*HOW TO COMPLETE THIS TASK:*
Your answer should be the exact lines of the data below from the one containing "a target point." through the one containing "pub fn clear(&mut"; please include nothing else.

---

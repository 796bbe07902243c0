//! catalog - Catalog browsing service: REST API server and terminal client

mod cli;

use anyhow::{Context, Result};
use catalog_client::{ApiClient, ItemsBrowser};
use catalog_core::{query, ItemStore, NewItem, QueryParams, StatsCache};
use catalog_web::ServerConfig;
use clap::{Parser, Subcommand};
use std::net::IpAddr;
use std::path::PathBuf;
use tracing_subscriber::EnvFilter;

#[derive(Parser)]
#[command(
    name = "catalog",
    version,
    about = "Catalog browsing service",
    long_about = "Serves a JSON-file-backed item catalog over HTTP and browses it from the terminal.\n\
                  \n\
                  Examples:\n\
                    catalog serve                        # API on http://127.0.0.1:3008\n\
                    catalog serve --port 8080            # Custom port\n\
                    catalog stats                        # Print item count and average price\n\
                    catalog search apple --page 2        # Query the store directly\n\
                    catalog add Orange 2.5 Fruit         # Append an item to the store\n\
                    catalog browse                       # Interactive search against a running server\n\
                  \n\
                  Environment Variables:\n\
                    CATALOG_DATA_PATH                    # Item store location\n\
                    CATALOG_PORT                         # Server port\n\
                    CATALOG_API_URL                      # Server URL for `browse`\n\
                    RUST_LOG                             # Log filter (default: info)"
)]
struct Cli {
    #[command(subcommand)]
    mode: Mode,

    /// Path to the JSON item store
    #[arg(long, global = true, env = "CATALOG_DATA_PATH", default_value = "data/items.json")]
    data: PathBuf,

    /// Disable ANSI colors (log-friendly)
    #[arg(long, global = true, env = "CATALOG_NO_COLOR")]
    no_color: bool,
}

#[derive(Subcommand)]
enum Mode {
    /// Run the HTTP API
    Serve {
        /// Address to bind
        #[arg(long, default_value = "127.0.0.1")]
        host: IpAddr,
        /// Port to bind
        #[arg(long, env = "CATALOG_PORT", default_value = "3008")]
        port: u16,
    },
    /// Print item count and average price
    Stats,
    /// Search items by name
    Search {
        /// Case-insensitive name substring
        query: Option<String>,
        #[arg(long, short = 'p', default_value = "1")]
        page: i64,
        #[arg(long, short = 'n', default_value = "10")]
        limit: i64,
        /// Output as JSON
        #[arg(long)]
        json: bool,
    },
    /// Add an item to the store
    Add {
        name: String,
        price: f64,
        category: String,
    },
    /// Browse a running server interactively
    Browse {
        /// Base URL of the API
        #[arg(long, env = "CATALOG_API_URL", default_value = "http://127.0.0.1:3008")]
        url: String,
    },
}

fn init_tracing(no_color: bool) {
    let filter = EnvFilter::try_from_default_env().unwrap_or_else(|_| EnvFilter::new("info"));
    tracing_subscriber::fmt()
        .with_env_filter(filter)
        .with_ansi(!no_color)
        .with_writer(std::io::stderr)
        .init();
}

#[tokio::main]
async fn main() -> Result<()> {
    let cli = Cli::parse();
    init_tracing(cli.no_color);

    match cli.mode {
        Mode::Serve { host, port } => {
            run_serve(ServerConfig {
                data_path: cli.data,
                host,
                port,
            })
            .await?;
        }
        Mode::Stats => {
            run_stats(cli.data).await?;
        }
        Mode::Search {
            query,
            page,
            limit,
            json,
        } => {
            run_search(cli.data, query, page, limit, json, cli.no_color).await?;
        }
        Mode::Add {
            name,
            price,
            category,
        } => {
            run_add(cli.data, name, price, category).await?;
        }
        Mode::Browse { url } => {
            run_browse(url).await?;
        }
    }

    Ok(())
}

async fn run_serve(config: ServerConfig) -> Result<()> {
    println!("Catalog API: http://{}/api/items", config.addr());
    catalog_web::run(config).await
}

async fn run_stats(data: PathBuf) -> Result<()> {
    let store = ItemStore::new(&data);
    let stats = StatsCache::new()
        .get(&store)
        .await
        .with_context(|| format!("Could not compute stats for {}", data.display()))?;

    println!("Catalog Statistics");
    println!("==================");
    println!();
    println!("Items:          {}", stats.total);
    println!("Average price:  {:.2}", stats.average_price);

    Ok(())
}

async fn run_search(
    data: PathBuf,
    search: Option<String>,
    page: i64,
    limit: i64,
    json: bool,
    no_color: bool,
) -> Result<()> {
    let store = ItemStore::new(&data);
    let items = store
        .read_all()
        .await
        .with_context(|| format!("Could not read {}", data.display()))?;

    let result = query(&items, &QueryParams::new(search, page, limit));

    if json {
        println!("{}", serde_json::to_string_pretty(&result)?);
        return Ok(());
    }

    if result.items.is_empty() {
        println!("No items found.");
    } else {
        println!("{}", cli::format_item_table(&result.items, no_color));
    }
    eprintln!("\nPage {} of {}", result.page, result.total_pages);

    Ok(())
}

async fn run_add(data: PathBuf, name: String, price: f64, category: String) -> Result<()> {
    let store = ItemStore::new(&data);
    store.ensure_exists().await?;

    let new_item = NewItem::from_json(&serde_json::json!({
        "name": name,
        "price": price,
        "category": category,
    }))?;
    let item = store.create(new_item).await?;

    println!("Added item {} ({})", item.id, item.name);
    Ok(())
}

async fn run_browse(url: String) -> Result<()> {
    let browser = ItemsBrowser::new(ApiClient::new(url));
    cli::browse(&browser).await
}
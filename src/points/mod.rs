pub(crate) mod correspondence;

---

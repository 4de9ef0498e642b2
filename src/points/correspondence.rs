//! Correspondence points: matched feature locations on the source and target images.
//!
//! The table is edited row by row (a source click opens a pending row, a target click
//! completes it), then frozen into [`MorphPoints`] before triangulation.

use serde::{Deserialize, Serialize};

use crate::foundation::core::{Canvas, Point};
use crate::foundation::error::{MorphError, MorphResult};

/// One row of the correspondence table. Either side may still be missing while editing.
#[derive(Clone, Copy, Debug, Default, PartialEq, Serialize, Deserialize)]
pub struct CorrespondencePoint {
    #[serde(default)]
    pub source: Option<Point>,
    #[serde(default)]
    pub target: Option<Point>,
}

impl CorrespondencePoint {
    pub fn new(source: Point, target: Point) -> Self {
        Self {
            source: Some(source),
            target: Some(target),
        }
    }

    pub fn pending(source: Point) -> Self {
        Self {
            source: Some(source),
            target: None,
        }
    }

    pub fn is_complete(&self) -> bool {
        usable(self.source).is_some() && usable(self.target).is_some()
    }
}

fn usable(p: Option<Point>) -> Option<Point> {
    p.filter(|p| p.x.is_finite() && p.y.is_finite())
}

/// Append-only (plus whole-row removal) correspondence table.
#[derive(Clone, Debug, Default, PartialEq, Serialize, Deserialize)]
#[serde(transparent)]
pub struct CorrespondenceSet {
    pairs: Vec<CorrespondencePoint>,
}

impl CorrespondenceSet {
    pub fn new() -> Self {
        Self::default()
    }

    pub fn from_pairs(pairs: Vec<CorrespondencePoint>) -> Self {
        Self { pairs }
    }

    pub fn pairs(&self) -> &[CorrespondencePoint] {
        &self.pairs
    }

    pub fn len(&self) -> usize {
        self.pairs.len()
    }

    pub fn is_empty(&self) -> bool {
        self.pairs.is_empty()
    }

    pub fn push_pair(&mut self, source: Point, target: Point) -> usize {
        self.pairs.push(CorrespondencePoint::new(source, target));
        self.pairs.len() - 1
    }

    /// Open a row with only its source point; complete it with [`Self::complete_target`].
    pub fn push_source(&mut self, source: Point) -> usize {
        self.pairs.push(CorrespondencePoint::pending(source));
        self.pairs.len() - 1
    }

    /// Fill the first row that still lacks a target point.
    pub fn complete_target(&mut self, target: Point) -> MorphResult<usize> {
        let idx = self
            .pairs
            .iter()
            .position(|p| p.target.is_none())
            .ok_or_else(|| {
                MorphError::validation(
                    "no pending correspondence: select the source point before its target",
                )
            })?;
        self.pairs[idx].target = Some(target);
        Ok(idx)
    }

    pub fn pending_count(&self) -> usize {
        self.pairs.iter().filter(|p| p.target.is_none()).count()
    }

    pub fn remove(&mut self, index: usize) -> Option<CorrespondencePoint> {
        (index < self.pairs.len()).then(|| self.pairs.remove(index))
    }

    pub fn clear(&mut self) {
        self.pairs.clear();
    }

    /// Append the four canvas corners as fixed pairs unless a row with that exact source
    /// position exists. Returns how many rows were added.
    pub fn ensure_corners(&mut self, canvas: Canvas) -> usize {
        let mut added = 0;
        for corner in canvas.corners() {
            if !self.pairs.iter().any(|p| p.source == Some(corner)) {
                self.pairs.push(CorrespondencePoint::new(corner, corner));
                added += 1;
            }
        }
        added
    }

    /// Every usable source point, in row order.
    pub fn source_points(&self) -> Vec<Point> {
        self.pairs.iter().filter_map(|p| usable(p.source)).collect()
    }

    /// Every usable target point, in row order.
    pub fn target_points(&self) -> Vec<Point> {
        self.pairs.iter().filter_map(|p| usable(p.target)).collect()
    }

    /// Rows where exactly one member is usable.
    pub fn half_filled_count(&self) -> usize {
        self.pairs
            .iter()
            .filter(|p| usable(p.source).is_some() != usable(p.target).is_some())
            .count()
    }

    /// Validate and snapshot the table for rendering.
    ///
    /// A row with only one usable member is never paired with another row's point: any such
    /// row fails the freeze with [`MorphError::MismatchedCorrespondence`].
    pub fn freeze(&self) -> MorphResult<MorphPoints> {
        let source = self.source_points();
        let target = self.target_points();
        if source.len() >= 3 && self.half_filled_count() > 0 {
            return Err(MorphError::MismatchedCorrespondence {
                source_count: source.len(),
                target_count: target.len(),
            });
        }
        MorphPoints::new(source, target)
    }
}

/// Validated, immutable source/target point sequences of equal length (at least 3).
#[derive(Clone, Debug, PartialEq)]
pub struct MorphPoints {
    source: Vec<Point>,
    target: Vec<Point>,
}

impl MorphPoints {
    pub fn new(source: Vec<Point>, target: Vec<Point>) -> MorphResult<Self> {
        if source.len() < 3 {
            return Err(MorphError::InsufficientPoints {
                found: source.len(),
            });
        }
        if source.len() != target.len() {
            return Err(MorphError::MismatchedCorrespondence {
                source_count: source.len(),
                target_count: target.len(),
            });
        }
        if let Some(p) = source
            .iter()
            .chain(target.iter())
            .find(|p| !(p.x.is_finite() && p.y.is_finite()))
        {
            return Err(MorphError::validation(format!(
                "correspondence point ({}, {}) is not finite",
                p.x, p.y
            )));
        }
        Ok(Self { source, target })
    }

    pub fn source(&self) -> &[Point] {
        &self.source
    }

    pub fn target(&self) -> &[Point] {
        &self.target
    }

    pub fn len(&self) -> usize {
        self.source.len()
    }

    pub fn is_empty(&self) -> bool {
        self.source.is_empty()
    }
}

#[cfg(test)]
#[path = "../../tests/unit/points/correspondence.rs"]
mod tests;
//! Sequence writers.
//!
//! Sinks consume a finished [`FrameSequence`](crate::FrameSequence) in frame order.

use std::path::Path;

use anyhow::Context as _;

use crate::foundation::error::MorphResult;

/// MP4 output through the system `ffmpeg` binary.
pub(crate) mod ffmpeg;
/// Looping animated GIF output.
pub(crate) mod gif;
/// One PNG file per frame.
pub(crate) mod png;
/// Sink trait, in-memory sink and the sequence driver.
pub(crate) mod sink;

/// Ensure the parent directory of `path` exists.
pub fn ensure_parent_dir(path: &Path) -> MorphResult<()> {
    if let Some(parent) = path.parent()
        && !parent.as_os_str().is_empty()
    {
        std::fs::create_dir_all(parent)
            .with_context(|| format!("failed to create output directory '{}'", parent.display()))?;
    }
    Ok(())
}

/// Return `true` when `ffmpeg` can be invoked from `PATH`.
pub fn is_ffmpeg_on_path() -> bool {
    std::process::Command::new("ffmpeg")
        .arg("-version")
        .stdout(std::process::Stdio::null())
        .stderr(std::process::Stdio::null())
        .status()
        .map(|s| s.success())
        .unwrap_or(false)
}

---

*SOLUTION TO THIS EXERCISE:*
    /// Fill the first row that still lacks a target point.
    pub fn complete_target(&mut self, target: Point) -> MorphResult<usize> {
        let idx = self
            .pairs
            .iter()
            .position(|p| p.target.is_none())
            .ok_or_else(|| {
                MorphError::validation(
                    "no pending correspondence: select the source point before its target",
                )
            })?;
        self.pairs[idx].target = Some(target);
        Ok(idx)
    }

    pub fn pending_count(&self) -> usize {
        self.pairs.iter().filter(|p| p.target.is_none()).count()
    }

    pub fn remove(&mut self, index: usize) -> Option<CorrespondencePoint> {
        (index < self.pairs.len()).then(|| self.pairs.remove(index))
    }

    pub fn clear(&mut self) {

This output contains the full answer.